> [TASK OBJECTIVE]: Reading the listing below, count the lines that contain the word "DELETE" and give that count alone.

═══ DATA ═══

//! Event channel adapters.
//!
//! [`InMemoryEventChannel`] dispatches synchronously inside `publish` and is
//! what the simulated test harness runs on. [`RedisEventChannel`] maps the
//! same exchange/queue model onto Redis Streams consumer groups.

pub mod memory;
pub mod redis;

pub use beacon_core::channel::{Binding, EnvelopeHandler, EventChannel, EventChannelExt};
pub use beacon_core::error::ChannelError;
pub use memory::InMemoryEventChannel;
pub use self::redis::{RedisChannelConfig, RedisEventChannel};
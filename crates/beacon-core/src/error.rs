use thiserror::Error;

#[derive(Debug, Clone, Error)]
#[error("invalid short code: {0}")]
pub struct InvalidShortCode(pub String);

/// Errors raised by repository adapters.
///
/// "Not found" is not an error at this layer; lookups return `Ok(None)`.
#[derive(Debug, Clone, Error)]
pub enum StorageError {
    /// A unique constraint (short code or long URL) was violated.
    #[error("record already exists: {0}")]
    Conflict(String),
    #[error("storage backend unavailable: {0}")]
    Unavailable(String),
    #[error("storage operation timed out: {0}")]
    Timeout(String),
    #[error("storage query failed: {0}")]
    Query(String),
    #[error("stored data is invalid: {0}")]
    InvalidData(String),
    #[error("storage operation failed: {0}")]
    Operation(String),
}

/// Errors raised by event channel adapters.
#[derive(Debug, Clone, Error)]
pub enum ChannelError {
    #[error("broker unavailable: {0}")]
    BrokerUnavailable(String),
    #[error("channel is not connected")]
    NotConnected,
    #[error("failed to publish event: {0}")]
    Publish(String),
    #[error("failed to subscribe: {0}")]
    Subscribe(String),
    #[error("event serialization failed: {0}")]
    Serialization(String),
}

/// Outcome of a failed delivery, as seen by the channel.
///
/// A `Decode` failure can never succeed on redelivery, so channels discard
/// the message. A `Failed` delivery stays pending and is redelivered.
#[derive(Debug, Error)]
pub enum HandlerError {
    #[error("undecodable message: {0}")]
    Decode(ChannelError),
    #[error("handler failed: {0:#}")]
    Failed(anyhow::Error),
}

pub type StorageResult<T> = std::result::Result<T, StorageError>;
pub type ChannelResult<T> = std::result::Result<T, ChannelError>;
use beacon_core::UrlAccessStats;
use serde::{Deserialize, Serialize};

/// One ranking entry as exposed over HTTP.
#[derive(Debug, Clone, PartialEq, Eq, Serialize, Deserialize)]
#[serde(rename_all = "camelCase")]
pub struct TopUrl {
    pub short_code: String,
    pub long_url: String,
    pub access_count: u64,
}

impl From<UrlAccessStats> for TopUrl {
    fn from(stats: UrlAccessStats) -> Self {
        Self {
            short_code: stats.short_code.as_str().to_owned(),
            long_url: stats.long_url,
            access_count: stats.access_count,
        }
    }
}

#[derive(Debug, Clone, PartialEq, Eq, Serialize, Deserialize)]
pub struct TopUrlsResponse {
    pub urls: Vec<TopUrl>,
}
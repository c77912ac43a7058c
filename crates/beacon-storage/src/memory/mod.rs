mod counter;
mod mapping;

pub use counter::InMemoryAccessCounterStore;
pub use mapping::InMemoryUrlMappingStore;
use crate::error::{HarnessError, HarnessResult};
use crate::harness::TestHarness;
use async_trait::async_trait;
use beacon_analytics::{TopUrl, TopUrlsResponse};
use beacon_channel::redis::{FIELD_EVENT_TYPE, FIELD_PAYLOAD, FIELD_ROUTING_KEY};
use beacon_core::{DomainEvent, EventEnvelope, UrlAccessedEvent};
use beacon_url_management::ShortenedUrl;
use redis::aio::ConnectionManager;
use redis::streams::StreamRangeReply;
use reqwest::{header, redirect, Response, StatusCode};
use serde::Deserialize;
use serde::Serialize;
use sqlx::mysql::MySqlPoolOptions;
use sqlx::MySqlPool;
use std::collections::HashMap;
use std::time::Duration;
use tokio::time::Instant;
use tracing::{debug, trace};
use typed_builder::TypedBuilder;

/// Endpoints of a running url-management/analytics pair and the
/// infrastructure behind them.
#[derive(Debug, Clone, TypedBuilder)]
pub struct NetworkedConfig {
    #[builder(setter(into))]
    pub url_management_url: String,
    #[builder(setter(into))]
    pub analytics_url: String,
    #[builder(setter(into))]
    pub url_management_mysql_dsn: String,
    #[builder(setter(into))]
    pub analytics_mysql_dsn: String,
    #[builder(setter(into))]
    pub redis_url: String,
    #[builder(default = "beacon".to_string(), setter(into))]
    pub exchange: String,
    #[builder(default = Duration::from_millis(50))]
    pub poll_interval: Duration,
}

#[derive(Serialize)]
#[serde(rename_all = "camelCase")]
struct ShortenBody<'a> {
    long_url: &'a str,
}

#[derive(Deserialize)]
struct ErrorBody {
    error: ErrorInfo,
}

#[derive(Deserialize)]
struct ErrorInfo {
    code: String,
    message: String,
}

/// Drives the services over HTTP and inspects their storage directly.
pub struct NetworkedHarness {
    config: NetworkedConfig,
    http: reqwest::Client,
    redis: ConnectionManager,
    url_db: MySqlPool,
    analytics_db: MySqlPool,
    stream_key: String,
}

impl NetworkedHarness {
    pub async fn connect(config: NetworkedConfig) -> HarnessResult<Self> {
        // Redirects are the response under test, not something to follow.
        let http = reqwest::Client::builder()
            .redirect(redirect::Policy::none())
            .build()?;
        let redis = ConnectionManager::new(redis::Client::open(config.redis_url.as_str())?).await?;
        let url_db = MySqlPoolOptions::new()
            .max_connections(2)
            .connect(&config.url_management_mysql_dsn)
            .await?;
        let analytics_db = MySqlPoolOptions::new()
            .max_connections(2)
            .connect(&config.analytics_mysql_dsn)
            .await?;
        let stream_key = format!("{}:{}", config.exchange, UrlAccessedEvent::ROUTING_KEY);

        Ok(Self {
            config,
            http,
            redis,
            url_db,
            analytics_db,
            stream_key,
        })
    }

    pub fn config(&self) -> &NetworkedConfig {
        &self.config
    }

    fn url_management(&self, path: &str) -> String {
        format!("{}{}", self.config.url_management_url.trim_end_matches('/'), path)
    }

    fn analytics(&self, path: &str) -> String {
        format!("{}{}", self.config.analytics_url.trim_end_matches('/'), path)
    }

    /// Total entries ever appended to the stream, unaffected by trimming.
    async fn entries_added(&self) -> HarnessResult<u64> {
        let mut conn = self.redis.clone();
        let exists: bool = redis::cmd("EXISTS")
            .arg(&self.stream_key)
            .query_async(&mut conn)
            .await?;
        if !exists {
            return Ok(0);
        }

        let info: HashMap<String, redis::Value> = redis::cmd("XINFO")
            .arg("STREAM")
            .arg(&self.stream_key)
            .query_async(&mut conn)
            .await?;
        match info.get("entries-added") {
            Some(redis::Value::Int(added)) => Ok(u64::try_from(*added).unwrap_or_default()),
            other => Err(HarnessError::Unexpected(format!(
                "XINFO STREAM without entries-added: {other:?}"
            ))),
        }
    }

    async fn counted_accesses(&self) -> HarnessResult<u64> {
        let total: i64 = sqlx::query_scalar(
            "SELECT CAST(COALESCE(SUM(access_count), 0) AS SIGNED) FROM url_access_stats",
        )
        .fetch_one(&self.analytics_db)
        .await?;
        Ok(u64::try_from(total).unwrap_or_default())
    }
}

/// Turns a non-success response into the matching tagged error.
async fn error_from(response: Response) -> HarnessError {
    let status = response.status();
    let body = match response.text().await {
        Ok(body) => body,
        Err(err) => return err.into(),
    };
    let Ok(ErrorBody { error }) = serde_json::from_str::<ErrorBody>(&body) else {
        return HarnessError::Unexpected(format!("{status}: {body}"));
    };

    match error.code.as_str() {
        "invalid_url" => HarnessError::InvalidUrl(error.message),
        "url_not_found" => HarnessError::UrlNotFound(error.message),
        "invalid_limit" => HarnessError::InvalidLimit(error.message),
        code => HarnessError::Unexpected(format!("{status} {code}: {}", error.message)),
    }
}

#[async_trait]
impl TestHarness for NetworkedHarness {
    async fn shorten_url(&self, long_url: &str) -> HarnessResult<ShortenedUrl> {
        let response = self
            .http
            .post(self.url_management("/urls"))
            .json(&ShortenBody { long_url })
            .send()
            .await?;

        match response.status() {
            StatusCode::OK | StatusCode::CREATED => Ok(response.json().await?),
            _ => Err(error_from(response).await),
        }
    }

    async fn resolve_url(&self, short_code: &str) -> HarnessResult<String> {
        let response = self
            .http
            .get(self.url_management(&format!("/{short_code}")))
            .send()
            .await?;

        if response.status() != StatusCode::MOVED_PERMANENTLY {
            return Err(error_from(response).await);
        }
        response
            .headers()
            .get(header::LOCATION)
            .and_then(|location| location.to_str().ok())
            .map(str::to_owned)
            .ok_or_else(|| HarnessError::Unexpected("redirect without a Location header".into()))
    }

    async fn get_top_urls(&self, limit: i64) -> HarnessResult<Vec<TopUrl>> {
        let response = self
            .http
            .get(self.analytics("/stats/top"))
            .query(&[("limit", limit)])
            .send()
            .await?;

        if response.status() != StatusCode::OK {
            return Err(error_from(response).await);
        }
        let body: TopUrlsResponse = response.json().await?;
        Ok(body.urls)
    }

    async fn get_published_events(&self) -> HarnessResult<Vec<UrlAccessedEvent>> {
        let mut conn = self.redis.clone();
        let reply: StreamRangeReply = redis::cmd("XRANGE")
            .arg(&self.stream_key)
            .arg("-")
            .arg("+")
            .query_async(&mut conn)
            .await?;

        let mut events = Vec::with_capacity(reply.ids.len());
        for entry in reply.ids {
            let (Some(event_type), Some(routing_key), Some(payload)) = (
                entry.get::<String>(FIELD_EVENT_TYPE),
                entry.get::<String>(FIELD_ROUTING_KEY),
                entry.get::<String>(FIELD_PAYLOAD),
            ) else {
                return Err(HarnessError::Unexpected(format!(
                    "malformed stream entry {}",
                    entry.id
                )));
            };
            if event_type != UrlAccessedEvent::EVENT_TYPE {
                continue;
            }
            let envelope = EventEnvelope {
                event_type,
                routing_key,
                payload,
            };
            events.push(envelope.decode::<UrlAccessedEvent>()?);
        }
        Ok(events)
    }

    async fn wait_for_events_processed(&self, timeout: Duration) -> HarnessResult<()> {
        let deadline = Instant::now() + timeout;
        loop {
            let published = self.entries_added().await?;
            let counted = self.counted_accesses().await?;
            trace!(published, counted, "waiting for analytics");
            if counted >= published {
                return Ok(());
            }
            if Instant::now() >= deadline {
                return Err(HarnessError::Timeout(format!(
                    "{counted} of {published} events counted after {timeout:?}"
                )));
            }
            tokio::time::sleep(self.config.poll_interval).await;
        }
    }

    async fn reset(&self) -> HarnessResult<()> {
        sqlx::query("DELETE FROM url_mappings")
            .execute(&self.url_db)
            .await?;
        sqlx::query("DELETE FROM url_access_stats")
            .execute(&self.analytics_db)
            .await?;

        // Consumers recreate their group on the next read.
        let mut conn = self.redis.clone();
        let _: i64 = redis::cmd("DEL")
            .arg(&self.stream_key)
            .query_async(&mut conn)
            .await?;

        debug!(stream = %self.stream_key, "networked state reset");
        Ok(())
    }
}
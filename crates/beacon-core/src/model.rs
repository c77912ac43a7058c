use crate::shortcode::ShortCode;
use jiff::Timestamp;
use serde::{Deserialize, Serialize};

/// A persisted long URL to short code mapping. Owned by url-management.
#[derive(Debug, Clone, PartialEq, Eq, Serialize, Deserialize)]
pub struct UrlMapping {
    pub id: i64,
    pub short_code: ShortCode,
    pub long_url: String,
    pub created_at: Timestamp,
}

/// A mapping that has not been saved yet.
#[derive(Debug, Clone, PartialEq, Eq)]
pub struct NewUrlMapping {
    pub short_code: ShortCode,
    pub long_url: String,
    pub created_at: Timestamp,
}

impl NewUrlMapping {
    pub fn new(short_code: ShortCode, long_url: impl Into<String>) -> Self {
        Self {
            short_code,
            long_url: long_url.into(),
            created_at: Timestamp::now(),
        }
    }
}

/// Per-code access counter. Owned by analytics.
///
/// `id` reflects insertion order and breaks ties in rankings.
#[derive(Debug, Clone, PartialEq, Eq, Serialize, Deserialize)]
pub struct UrlAccessStats {
    pub id: i64,
    pub short_code: ShortCode,
    pub long_url: String,
    pub access_count: u64,
    pub last_accessed_at: Option<Timestamp>,
}
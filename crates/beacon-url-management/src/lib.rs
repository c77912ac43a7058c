//! The write-path service: shortens long URLs and resolves short codes,
//! publishing a [`UrlAccessedEvent`](beacon_core::UrlAccessedEvent) for
//! every successful resolution.

pub mod error;
pub mod http;
pub mod model;
pub mod service;

pub use error::UrlManagementError;
pub use model::{ResolvedUrl, ShortenOutcome, ShortenedUrl};
pub use service::{UrlManagement, UrlManagementService};

/// Name used for queues and log fields.
pub const SERVICE_NAME: &str = "url-management";
use beacon_analytics::SERVICE_NAME;
use beacon_telemetry::LogFormat;
use clap::{Parser, ValueEnum};
use std::fmt::{Display, Formatter};
use std::net::SocketAddr;

pub const LISTEN_ADDR_ENV: &str = "BEACON_ANALYTICS_LISTEN_ADDR";
pub const STORAGE_BACKEND_ENV: &str = "BEACON_ANALYTICS_STORAGE_BACKEND";
pub const MYSQL_DSN_ENV: &str = "BEACON_ANALYTICS_MYSQL_DSN";
pub const SERVICE_NAME_ENV: &str = "BEACON_ANALYTICS_SERVICE_NAME";
pub const REDIS_URL_ENV: &str = "BEACON_REDIS_URL";
pub const EXCHANGE_ENV: &str = "BEACON_EXCHANGE";
pub const LOG_FORMAT_ENV: &str = "BEACON_LOG_FORMAT";

pub const DEFAULT_LISTEN_ADDR: &str = "127.0.0.1:8002";
pub const DEFAULT_REDIS_URL: &str = "redis://127.0.0.1:6379";
pub const DEFAULT_EXCHANGE: &str = "beacon";

#[derive(Debug, Clone, Copy, PartialEq, Eq, ValueEnum)]
pub enum StorageBackendArg {
    #[value(name = "in-memory")]
    InMemory,
    #[value(name = "mysql")]
    Mysql,
}

impl Display for StorageBackendArg {
    fn fmt(&self, f: &mut Formatter<'_>) -> std::fmt::Result {
        match self {
            StorageBackendArg::InMemory => write!(f, "in-memory"),
            StorageBackendArg::Mysql => write!(f, "mysql"),
        }
    }
}

#[derive(Debug, Clone, Copy, PartialEq, Eq, ValueEnum)]
pub enum LogFormatArg {
    Pretty,
    Json,
}

impl From<LogFormatArg> for LogFormat {
    fn from(value: LogFormatArg) -> Self {
        match value {
            LogFormatArg::Pretty => LogFormat::Pretty,
            LogFormatArg::Json => LogFormat::Json,
        }
    }
}

#[derive(Debug, Parser)]
#[command(name = "beacon-analytics")]
pub struct Cli {
    #[arg(long, env = LISTEN_ADDR_ENV, default_value = DEFAULT_LISTEN_ADDR)]
    pub listen_addr: SocketAddr,

    #[arg(
        long,
        env = STORAGE_BACKEND_ENV,
        value_enum,
        default_value_t = StorageBackendArg::InMemory
    )]
    pub storage: StorageBackendArg,

    #[arg(long, env = MYSQL_DSN_ENV, required_if_eq("storage", "mysql"))]
    pub mysql_dsn: Option<String>,

    #[arg(long, env = REDIS_URL_ENV, default_value = DEFAULT_REDIS_URL)]
    pub redis_url: String,

    #[arg(long, env = EXCHANGE_ENV, default_value = DEFAULT_EXCHANGE)]
    pub exchange: String,

    /// Prefix of the durable queue this instance consumes from. Instances
    /// sharing a name share the work.
    #[arg(long, env = SERVICE_NAME_ENV, default_value = SERVICE_NAME)]
    pub service_name: String,

    #[arg(long, env = LOG_FORMAT_ENV, value_enum, default_value_t = LogFormatArg::Pretty)]
    pub log_format: LogFormatArg,
}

═══

> [EXERCISE RESPONSE]: 2